Short latency effects of E2 and STX on frequency of level changing behavior (A) and genital investigatory behavior (B). Values are mean ± SEM; n = 6–7 rats per group. Experimental groups are signified by different symbols and trials are labeled on the x-axis. The frequency of level changes showed a significant group difference but not a trial difference or interaction. Reanalysis of the data averaged by treatment showed a main effect of experimental group during the E2 trials only and indicated that E2 treated male exhibited significantly fewer levels changes than INT or VEH groups. The frequency of genital sniffs showed a main effect of trial and a trial by group interaction, but no effect of experimental group. Reanalysis of the results averaged by treatment showed that E2 treatment significantly increased genital sniffs compared to INT controls, while STX significantly lowered genital sniffs.

Figure 3

Short latency effects of E2 and STX on Mounts with thrust (A); Intromissions (B); and Ejaculations (C).
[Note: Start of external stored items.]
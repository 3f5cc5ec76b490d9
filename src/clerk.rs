// SPDX-License-Identifier: AGPL-3.0-or-later
//
// Copyright (C) 2025 Daniel Negri
//
// This program is free software: you can redistribute it and/or modify
// it under the terms of the GNU Affero General Public License as published by
// the Free Software Foundation, either version 3 of the License, or
// (at your option) any later version.
//
// This program is distributed in the hope that it will be useful,
// but WITHOUT ANY WARRANTY; without even the implied warranty of
// MERCHANTABILITY or FITNESS FOR A PARTICULAR PURPOSE. See the
// GNU Affero General Public License for more details.
//
// You should have received a copy of the GNU Affero General Public License
// along with this program. If not, see <https://www.gnu.org/licenses/>.

//! Clerks: the workers that drain the transaction pool.
//!
//! A [`Clerk`] is plain data. [`Clerk::run`] executes its whole shift on the
//! calling thread, so tests can drive a clerk synchronously while the
//! simulation puts each one on its own thread.
//!
//! ```text
//! Created ─► Registered ─► Dispatching ─► Applying ─► Pausing ─┐
//!                              ▲  │                            │
//!                              │  └─ pool drained / cancelled ─┼─► Finished
//!                              └───────────────────────────────┘
//! ```

use crate::base::ClerkId;
use crate::cancel::CancellationToken;
use crate::event::{Event, EventSink};
use crate::ledger::Ledger;
use crate::transaction_pool::TransactionPool;
use crate::{Transaction, TransactionError};
use rand::rngs::StdRng;
use rand::{Rng, SeedableRng};
use std::sync::Arc;
use std::time::Duration;

#[derive(Debug, Clone, Copy, PartialEq, Eq)]
pub enum ClerkState {
    Created,
    Registered,
    Dispatching,
    Applying,
    Pausing,
    Finished,
}

/// What a clerk did during its shift.
#[derive(Debug, Clone, PartialEq, Eq)]
pub struct ClerkReport {
    pub clerk: ClerkId,
    /// Transactions applied to an account.
    pub applied: usize,
    /// Transactions skipped because their account does not exist.
    pub dropped: usize,
    /// Withdrawal that was waiting for funds when cancellation fired.
    pub abandoned: Option<Transaction>,
    pub cancelled: bool,
    /// The clerk's thread panicked; the counters above are unknown.
    pub panicked: bool,
}

impl ClerkReport {
    pub fn new(clerk: ClerkId) -> Self {
        Self {
            clerk,
            applied: 0,
            dropped: 0,
            abandoned: None,
            cancelled: false,
            panicked: false,
        }
    }

    pub fn panicked(clerk: ClerkId) -> Self {
        Self {
            panicked: true,
            ..Self::new(clerk)
        }
    }
}

/// Keeps a clerk registered with the pool for as long as it lives.
///
/// Deregistration happens in `Drop`, so it runs on every way out of a shift,
/// unwinding included.
struct Shift {
    clerk: ClerkId,
    pool: Arc<TransactionPool>,
    events: Arc<dyn EventSink>,
}

impl Shift {
    fn begin(clerk: ClerkId, pool: Arc<TransactionPool>, events: Arc<dyn EventSink>) -> Self {
        pool.register_clerk(clerk);
        events.emit(Event::ClerkRegistered { clerk });
        Self {
            clerk,
            pool,
            events,
        }
    }
}

impl Drop for Shift {
    fn drop(&mut self) {
        if self.pool.finish_clerk(self.clerk) {
            self.events.emit(Event::ClerkFinished { clerk: self.clerk });
        }
    }
}

pub struct Clerk {
    id: ClerkId,
    pool: Arc<TransactionPool>,
    ledger: Arc<Ledger>,
    cancel: CancellationToken,
    events: Arc<dyn EventSink>,
    max_pause: Duration,
    rng: StdRng,
    state: ClerkState,
}

impl Clerk {
    /// Upper bound of the random pause between two transactions.
    pub const DEFAULT_MAX_PAUSE: Duration = Duration::from_millis(100);

    pub fn new(
        id: ClerkId,
        pool: Arc<TransactionPool>,
        ledger: Arc<Ledger>,
        cancel: CancellationToken,
        events: Arc<dyn EventSink>,
    ) -> Self {
        Self {
            id,
            pool,
            ledger,
            cancel,
            events,
            max_pause: Self::DEFAULT_MAX_PAUSE,
            rng: StdRng::from_entropy(),
            state: ClerkState::Created,
        }
    }

    /// Sets the upper bound of the pause. `Duration::ZERO` disables pausing.
    pub fn with_max_pause(mut self, max_pause: Duration) -> Self {
        self.max_pause = max_pause;
        self
    }

    /// Makes the pause lengths reproducible.
    pub fn with_seed(mut self, seed: u64) -> Self {
        self.rng = StdRng::seed_from_u64(seed);
        self
    }

    pub fn id(&self) -> ClerkId {
        self.id
    }

    pub fn state(&self) -> ClerkState {
        self.state
    }

    /// Works through the pool until it is drained or cancellation fires.
    ///
    /// The clerk is registered with the pool for the duration of the call and
    /// deregistered exactly once on the way out.
    pub fn run(&mut self) -> ClerkReport {
        let mut report = ClerkReport::new(self.id);

        let shift = Shift::begin(self.id, Arc::clone(&self.pool), Arc::clone(&self.events));
        self.state = ClerkState::Registered;

        self.work(&mut report);

        drop(shift);
        self.state = ClerkState::Finished;
        report
    }

    fn work(&mut self, report: &mut ClerkReport) {
        loop {
            if self.cancel.is_cancelled() {
                report.cancelled = true;
                return;
            }

            self.state = ClerkState::Dispatching;
            let Some(transaction) = self.pool.try_dequeue() else {
                return;
            };

            self.state = ClerkState::Applying;
            match self.ledger.apply(&transaction, self.id, &self.cancel, self.events.as_ref()) {
                Ok(_) => report.applied += 1,
                // Unknown accounts are skipped without pausing.
                Err(TransactionError::UnknownAccount(account)) => {
                    report.dropped += 1;
                    self.events.emit(Event::TransactionDropped {
                        clerk: self.id,
                        account,
                        amount: transaction.amount(),
                    });
                    continue;
                }
                Err(TransactionError::Cancelled) => {
                    report.abandoned = Some(transaction);
                    report.cancelled = true;
                    return;
                }
                Err(err) => {
                    log::warn!("{} skipping transaction: {err}", self.id);
                    report.dropped += 1;
                    continue;
                }
            }

            self.state = ClerkState::Pausing;
            let pause = self.next_pause();
            if !self.cancel.sleep(pause) {
                report.cancelled = true;
                return;
            }
        }
    }

    fn next_pause(&mut self) -> Duration {
        self.rng.gen_range(Duration::ZERO..=self.max_pause)
    }
}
Values are mean ± SEM; n = 6–7 rats per group. Experimental groups are signified by different symbols and trials are labeled on the x-axis. For all behaviors, INT males showed significantly higher behaviors than DHT+VEH and DHT+TX across all trials, indicating that E2 and STX had no effect.

Figure 4

Short latency effects of E2 and STX on frequency of thrustless mounts (A); mount latency (B); and % of males mounting during each trial (C). Values for A & B are mean ± SEM; n = 6–7 rats per all groups. Experimental groups are signified by different symbols and trials are labeled on the x-axis. For thrustless mounts (A) there was a significant effect of treatment and trial, and a trend for an interaction (p = 0.06). Reanalysis of the mean data per treatment period indicated that E2 treated males exhibited greater thrustless mount frequencies than INT or VEH groups. Mount latency (B) showed a significant effect of experimental group and trial and a significant interaction. Reanalysis of the mean data per treatment showed that E2 treatment, but not STX or VEH, maintained latency at a level equivalent to INT males.